Data objectives in the private versus public sector. Diagram by author.

The middle section of the paper is focused on answering this question by presenting three main issues of the current discourse. These issues have all emerged from an over-reliance on one sector (the technology sector) to develop solutions, paired with interest, resource, and skill shortages in other sectors, including within the planning professions.

  1. An issue of variables: A digital model functions much like an equation, with a set of expressions and numerical variables. The problem with modelling urban systems is both with the number of potential variables (which could be infinite), and with the character of the variables (which could be both qualitative and quantitative).
  2. An issue of viability: Data has become a hugely valuable commodity for the companies that make their business from selling discrete products to consumers. The problem with urban data is both with the underlying business case (which has to capture the value of a process not a product) and with the supporting data protection law (which is fundamentally about the rights of citizens not users).
  3. An issue of physics: Digital technology companies are leading the world’s economy by making use of their ability to update and distribute products to the entire global population in real time.

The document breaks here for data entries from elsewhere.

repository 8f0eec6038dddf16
//! Error handling for the backend API

use axum::{
    http::StatusCode,
    response::{IntoResponse, Response},
    Json,
};
use deck_convert::{ExportError, FieldError, ValidationErrors};
use serde::Serialize;
use thiserror::Error;

/// API error types
#[derive(Debug, Error)]
pub enum ApiError {
    #[error("Validation failed: {0}")]
    Validation(#[from] ValidationErrors),

    #[error("Export error: {0}")]
    Export(#[from] ExportError),

    #[error("Payload too large: {0}")]
    PayloadTooLarge(String),

    #[error("Bad request: {0}")]
    BadRequest(String),
}

/// Error response body
#[derive(Serialize)]
struct ErrorResponse<'a> {
    error: &'static str,
    message: String,
    #[serde(skip_serializing_if = "Option::is_none")]
    fields: Option<&'a [FieldError]>,
}

impl IntoResponse for ApiError {
    fn into_response(self) -> Response {
        let (status, error_type) = match &self {
            ApiError::Validation(_) => (StatusCode::UNPROCESSABLE_ENTITY, "validation_error"),
            ApiError::PayloadTooLarge(_) => (StatusCode::PAYLOAD_TOO_LARGE, "payload_too_large"),
            ApiError::BadRequest(_) => (StatusCode::BAD_REQUEST, "bad_request"),
            ApiError::Export(_) => (StatusCode::INTERNAL_SERVER_ERROR, "internal_error"),
        };

        if status.is_server_error() {
            tracing::error!("{}", self);
        }

        let fields = match &self {
            ApiError::Validation(errors) => Some(errors.errors()),
            _ => None,
        };

        let body = Json(ErrorResponse {
            error: error_type,
            message: self.to_string(),
            fields,
        });

        (status, body).into_response()
    }
}

/// Result type alias for API operations
pub type Result<T> = std::result::Result<T, ApiError>;
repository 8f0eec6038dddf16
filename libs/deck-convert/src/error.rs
//! Error types for deck-convert.

use serde::Serialize;
use std::fmt;
use thiserror::Error;

/// Result type alias using ExportError.
pub type Result<T> = std::result::Result<T, ExportError>;

/// A validation failure tied to a single form field.
#[derive(Debug, Clone, PartialEq, Eq, Serialize, Error)]
#[error("{field}: {message}")]
pub struct FieldError {
    pub field: &'static str,
    pub message: &'static str,
}

impl FieldError {
    pub fn new(field: &'static str, message: &'static str) -> Self {
        Self { field, message }
    }
}

/// All field errors reported by one validation pass. Never empty.
#[derive(Debug, Clone, PartialEq, Eq, Serialize)]
#[serde(transparent)]
pub struct ValidationErrors(Vec<FieldError>);

impl ValidationErrors {
    /// Wrap collected field errors, or `None` if there are none.
    pub fn from_errors(errors: Vec<FieldError>) -> Option<Self> {
        if errors.is_empty() {
            None
        } else {
            Some(Self(errors))
        }
    }

    pub fn errors(&self) -> &[FieldError] {
        &self.0
    }

    /// Find the error reported for `field`, if any.
    pub fn field(&self, field: &str) -> Option<&FieldError> {
        self.0.iter().find(|e| e.field == field)
    }

    pub fn len(&self) -> usize {
        self.0.len()
    }

    pub fn is_empty(&self) -> bool {
        self.0.is_empty()
    }
}

impl fmt::Display for ValidationErrors {
    fn fmt(&self, f: &mut fmt::Formatter<'_>) -> fmt::Result {
        let mut first = true;
        for error in &self.0 {
            if !first {
                f.write_str("; ")?;
            }
            write!(f, "{}", error)?;
            first = false;
        }
        Ok(())
    }
}

impl std::error::Error for ValidationErrors {}

/// Errors that can occur while serializing records to CSV.
#[derive(Debug, Error)]
pub enum ExportError {
    #[error("csv error: {0}")]
    Csv(#[from] csv::Error),

    #[error("io error: {0}")]
    Io(#[from] std::io::Error),

    #[error("csv output is not valid UTF-8")]
    Utf8(#[from] std::string::FromUtf8Error),
}

/// Errors from the share/clipboard chain.
#[derive(Debug, Clone, PartialEq, Eq, Error)]
pub enum ShareError {
    /// The user dismissed the share sheet.
    #[error("share cancelled")]
    Cancelled,

    #[error("{0} is unavailable")]
    Unavailable(&'static str),

    #[error("share failed: {0}")]
    Failed(String),
}
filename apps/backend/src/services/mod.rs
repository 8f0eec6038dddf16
pub mod convert;
//! Share link endpoint

use axum::{extract::State, Json};

use crate::models::ShareLinkResponse;
use crate::AppState;

/// Title shown alongside the shared link.
pub const SHARE_TITLE: &str = "Flashcard to CSV Converter";

/// GET /api/share
/// Returns the public link for a client's share sheet or clipboard
pub async fn link(State(state): State<AppState>) -> Json<ShareLinkResponse> {
    Json(ShareLinkResponse {
        url: state.config.public_url.clone(),
        title: SHARE_TITLE.to_string(),
    })
}
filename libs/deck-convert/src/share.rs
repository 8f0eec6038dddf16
//! Link sharing with a clipboard fallback.
//!
//! Sharing tries the platform share sheet first. If the sheet is missing,
//! refuses the link, or fails, the link is copied to the clipboard instead.
//! A share the user cancels is final and nothing is copied.

use crate::error::ShareError;
use serde::{Deserialize, Serialize};

/// Native share capability.
pub trait ShareSheet {
    /// Whether the sheet can share this link at all.
    fn can_share(&self, url: &str) -> bool;

    fn share(&self, url: &str) -> Result<(), ShareError>;
}

/// Clipboard write capability.
pub trait Clipboard {
    fn write_text(&self, text: &str) -> Result<(), ShareError>;
}

/// How a share request ended.
#[derive(Debug, Clone, Copy, PartialEq, Eq, Serialize, Deserialize)]
#[serde(rename_all = "snake_case")]
pub enum ShareOutcome {
    Shared,
    Cancelled,
    Copied,
}

/// Share `url` through the share sheet, falling back to the clipboard.
pub fn share_link(
    url: &str,
    share_sheet: Option<&dyn ShareSheet>,
    clipboard: &dyn Clipboard,
) -> Result<ShareOutcome, ShareError> {
    if let Some(sheet) = share_sheet.filter(|sheet| sheet.can_share(url)) {
        match sheet.share(url) {
            Ok(()) => return Ok(ShareOutcome::Shared),
            Err(ShareError::Cancelled) => return Ok(ShareOutcome::Cancelled),
            Err(_) => {}
        }
    }

    clipboard.write_text(url)?;
    Ok(ShareOutcome::Copied)
}
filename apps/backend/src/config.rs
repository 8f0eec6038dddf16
//! Server configuration from environment variables.

use thiserror::Error;

const DEFAULT_HOST: &str = "0.0.0.0";
const DEFAULT_PORT: u16 = 3000;
const DEFAULT_MAX_INPUT_BYTES: usize = 1024 * 1024;
const DEFAULT_PUBLIC_URL: &str = "http://localhost:3000";

/// Worst-case growth of text under JSON string escaping (`\u001f`).
const JSON_ESCAPE_FACTOR: usize = 6;
/// Room for the form's other fields and JSON syntax.
const JSON_ENVELOPE_BYTES: usize = 64 * 1024;

#[derive(Debug, Error, PartialEq, Eq)]
pub enum ConfigError {
    #[error("Invalid value for {name}: {value}")]
    Invalid { name: &'static str, value: String },
}

/// Runtime settings for the HTTP server.
#[derive(Debug, Clone, PartialEq, Eq)]
pub struct ServerConfig {
    pub host: String,
    pub port: u16,
    /// Largest accepted `flashcards` field, in bytes.
    pub max_input_bytes: usize,
    /// Link handed out by the share endpoint.
    pub public_url: String,
}

impl Default for ServerConfig {
    fn default() -> Self {
        Self {
            host: DEFAULT_HOST.to_string(),
            port: DEFAULT_PORT,
            max_input_bytes: DEFAULT_MAX_INPUT_BYTES,
            public_url: DEFAULT_PUBLIC_URL.to_string(),
        }
    }
}

impl ServerConfig {
    /// Load configuration from the process environment.
    ///
    /// Env vars (all optional):
    /// - HOST: bind address (default 0.0.0.0)
    /// - PORT: bind port (default 3000)
    /// - MAX_INPUT_BYTES: input size limit (default 1 MiB)
    /// - PUBLIC_URL: link returned for sharing
    pub fn from_env() -> Result<Self, ConfigError> {
        Self::from_lookup(|name| std::env::var(name).ok())
    }

    /// Load configuration using `lookup` to read each variable.
    pub fn from_lookup<F>(lookup: F) -> Result<Self, ConfigError>
    where
        F: Fn(&str) -> Option<String>,
    {
        let defaults = Self::default();

        let port = match lookup("PORT") {
            Some(value) => value
                .trim()
                .parse::<u16>()
                .map_err(|_| ConfigError::Invalid { name: "PORT", value })?,
            None => defaults.port,
        };

        let max_input_bytes = match lookup("MAX_INPUT_BYTES") {
            Some(value) => match value.trim().parse::<usize>() {
                Ok(bytes) if bytes > 0 => bytes,
                _ => {
                    return Err(ConfigError::Invalid {
                        name: "MAX_INPUT_BYTES",
                        value,
                    })
                }
            },
            None => defaults.max_input_bytes,
        };

        Ok(Self {
            host: lookup("HOST").unwrap_or(defaults.host),
            port,
            max_input_bytes,
            public_url: lookup("PUBLIC_URL").unwrap_or(defaults.public_url),
        })
    }

    /// Largest request body accepted, sized so an escaped `flashcards` field
    /// at `max_input_bytes` still fits.
    pub fn body_limit(&self) -> usize {
        self.max_input_bytes
            .saturating_mul(JSON_ESCAPE_FACTOR)
            .saturating_add(JSON_ENVELOPE_BYTES)
    }

    /// Address to bind, as `host:port`.
    pub fn bind_addr(&self) -> String {
        format!("{}:{}", self.host, self.port)
    }
}
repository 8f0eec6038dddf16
//! Flashcard text conversion shared by the backend.
//!
//! Provides:
//! - Delimited-text parser for pasted flashcards
//! - Form validation for delimiter selections
//! - CSV export of parsed records
//! - Share sheet / clipboard fallback chain
//! - Shared types (Record, Delimiters, etc.)

pub mod error;
pub mod export;
pub mod form;
pub mod parser;
pub mod share;
pub mod types;

pub use error::{ExportError, FieldError, Result, ShareError, ValidationErrors};
pub use export::{to_csv, write_csv, CSV_CONTENT_TYPE, EXPORT_FILE_NAME};
pub use form::{convert, ConvertForm, RowSelector, TermSelector, ValidatedForm};
pub use parser::{parse, split_record, split_rows};
pub use share::{share_link, Clipboard, ShareOutcome, ShareSheet};
pub use types::{trim_text, Delimiters, Record, RowDelimiter, TermDelimiter};
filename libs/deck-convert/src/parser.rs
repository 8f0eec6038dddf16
//! Delimited-text parser for pasted flashcards.
//!
//! # Format
//! ```text
//! term 1<TAB>definition 1
//! term 2<TAB>definition 2
//! ```
//!
//! Rows are separated by the row delimiter and each row is split on the
//! first occurrence of the term delimiter. Both delimiters are literal
//! strings. Rows without a term delimiter keep an empty answer; blank rows
//! are skipped.

use crate::types::{trim_text, Delimiters, Record};

/// Parse pasted text into records.
pub fn parse(content: &str, delimiters: &Delimiters) -> Vec<Record> {
    let term = delimiters.term.resolve();

    split_rows(trim_text(content), delimiters.row.resolve())
        .map(|row| split_record(row, term))
        .collect()
}

/// Split text into its non-blank rows, untrimmed.
pub fn split_rows<'a>(content: &'a str, row_delimiter: &'a str) -> impl Iterator<Item = &'a str> {
    content
        .split(row_delimiter)
        .filter(|row| !trim_text(row).is_empty())
}

/// Split one row into a record on the first term delimiter.
pub fn split_record(row: &str, term_delimiter: &str) -> Record {
    match row.split_once(term_delimiter) {
        Some((question, answer)) => Record::new(question, answer),
        None => Record::new(row, ""),
    }
}
//! Conversion form and its validation.
//!
//! The form mirrors what a user submits: the pasted text, one selector per
//! delimiter and an optional custom value for each. Validation turns it into
//! a [`ValidatedForm`], the only input [`ValidatedForm::convert`] accepts.

use crate::error::{FieldError, ValidationErrors};
use crate::parser::parse;
use crate::types::{trim_text, Delimiters, Record, RowDelimiter, TermDelimiter};
use serde::{Deserialize, Serialize};

pub const FLASHCARDS_FIELD: &str = "flashcards";
pub const CUSTOM_TERM_FIELD: &str = "custom_term_separator";
pub const CUSTOM_ROW_FIELD: &str = "custom_row_separator";

const FLASHCARDS_REQUIRED: &str = "Please enter your flashcards";
const CUSTOM_TERM_EMPTY: &str = "Custom term separator cannot be empty";
const CUSTOM_ROW_EMPTY: &str = "Custom row separator cannot be empty";

/// Term separator choice as submitted.
#[derive(Debug, Clone, Copy, Default, PartialEq, Eq, Serialize, Deserialize)]
#[serde(rename_all = "snake_case")]
pub enum TermSelector {
    #[default]
    Tab,
    Comma,
    Custom,
}

/// Row separator choice as submitted.
#[derive(Debug, Clone, Copy, Default, PartialEq, Eq, Serialize, Deserialize)]
#[serde(rename_all = "snake_case")]
pub enum RowSelector {
    #[default]
    Newline,
    Semicolon,
    Custom,
}

/// Unvalidated conversion request.
#[derive(Debug, Clone, Default, Serialize, Deserialize)]
#[serde(default)]
pub struct ConvertForm {
    pub flashcards: String,
    pub term_separator: TermSelector,
    #[serde(skip_serializing_if = "Option::is_none")]
    pub custom_term_separator: Option<String>,
    pub row_separator: RowSelector,
    #[serde(skip_serializing_if = "Option::is_none")]
    pub custom_row_separator: Option<String>,
}

impl ConvertForm {
    /// Create a form with default separators (tab, newline).
    pub fn new(flashcards: impl Into<String>) -> Self {
        Self {
            flashcards: flashcards.into(),
            ..Self::default()
        }
    }

    /// Select a custom term separator.
    pub fn with_custom_term(mut self, separator: impl Into<String>) -> Self {
        self.term_separator = TermSelector::Custom;
        self.custom_term_separator = Some(separator.into());
        self
    }

    /// Select a custom row separator.
    pub fn with_custom_row(mut self, separator: impl Into<String>) -> Self {
        self.row_separator = RowSelector::Custom;
        self.custom_row_separator = Some(separator.into());
        self
    }

    /// Check every field, reporting all failures at once.
    pub fn validate(self) -> Result<ValidatedForm, ValidationErrors> {
        let mut errors = Vec::new();

        if trim_text(&self.flashcards).is_empty() {
            errors.push(FieldError::new(FLASHCARDS_FIELD, FLASHCARDS_REQUIRED));
        }

        let term = match self.term_separator {
            TermSelector::Tab => TermDelimiter::Tab,
            TermSelector::Comma => TermDelimiter::Comma,
            TermSelector::Custom => {
                let value = self.custom_term_separator.unwrap_or_default();
                if value.is_empty() {
                    errors.push(FieldError::new(CUSTOM_TERM_FIELD, CUSTOM_TERM_EMPTY));
                }
                TermDelimiter::Custom(value)
            }
        };

        let row = match self.row_separator {
            RowSelector::Newline => RowDelimiter::Newline,
            RowSelector::Semicolon => RowDelimiter::Semicolon,
            RowSelector::Custom => {
                let value = self.custom_row_separator.unwrap_or_default();
                if value.is_empty() {
                    errors.push(FieldError::new(CUSTOM_ROW_FIELD, CUSTOM_ROW_EMPTY));
                }
                RowDelimiter::Custom(value)
            }
        };

        match ValidationErrors::from_errors(errors) {
            Some(errors) => Err(errors),
            None => Ok(ValidatedForm {
                flashcards: self.flashcards,
                delimiters: Delimiters::new(term, row),
            }),
        }
    }
}

/// A form that passed validation.
#[derive(Debug, Clone, PartialEq, Eq)]
pub struct ValidatedForm {
    flashcards: String,
    delimiters: Delimiters,
}

impl ValidatedForm {
    pub fn flashcards(&self) -> &str {
        &self.flashcards
    }

    pub fn delimiters(&self) -> &Delimiters {
        &self.delimiters
    }

    /// Parse the pasted text into records.
    pub fn convert(&self) -> Vec<Record> {
        parse(&self.flashcards, &self.delimiters)
    }
}

/// Validate and parse in one step.
pub fn convert(form: ConvertForm) -> Result<Vec<Record>, ValidationErrors> {
    Ok(form.validate()?.convert())
}
//! API request and response types

use chrono::{DateTime, Utc};
use serde::{Deserialize, Serialize};

// Re-export shared types from deck-convert
pub use deck_convert::{ConvertForm, Record, RowSelector, TermSelector};

/// Parsed table returned by the JSON convert endpoint
#[derive(Debug, Clone, Serialize, Deserialize)]
pub struct ConvertResponse {
    pub cards: Vec<Record>,
    pub count: usize,
    pub converted_at: DateTime<Utc>,
}

impl ConvertResponse {
    pub fn new(cards: Vec<Record>) -> Self {
        Self {
            count: cards.len(),
            cards,
            converted_at: Utc::now(),
        }
    }
}

/// Link and title a client passes to its share sheet
#[derive(Debug, Clone, Serialize, Deserialize)]
pub struct ShareLinkResponse {
    pub url: String,
    pub title: String,
}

The built environment cannot adopt this approach because it operates in the physical world (which is bound by time and space) and from a different perspective (which is local over global).

By allowing one sector to dominate the discourse, we have inevitably come to ask what the city can do for digital technology, instead of what technology can do for the city and, even more so, what the city can do for a digitally transformed society. In order to change the conversation, this paper presents three opportunities for thinking differently about digital technology in the built environment:

  1. Digital technology as a communication tool: As an information and communication technology, digital technology presents significant opportunities for improving public engagement and collaboration between diverse project stakeholders. These benefits can only be realised if you have something meaningful to talk about.
  2. Digital technology as an evaluation tool: Computer programmes can easily weigh up complex quantitative parameters, ensuring that minimum benchmarks are met. These benefits can only be realised if you can measure what you value.
  3. Digital technology as a planning tool: The digital transformation of economic and social activities is creating unique opportunities for rethinking how we use space in more efficient and enjoyable ways. These benefits can only be realised if you know where you want to go.

In conclusion, the paper recognises that there is a shift happening in the smart city discourse, from a more technology-centric to a human-centric view of the world. Together with this change comes a new opportunity for the planning professions to reshape the smart city agenda, but only if we recognise the interconnectedness between place, technology, and people, and the importance of managing this relationship with the health and wellbeing of populations in mind.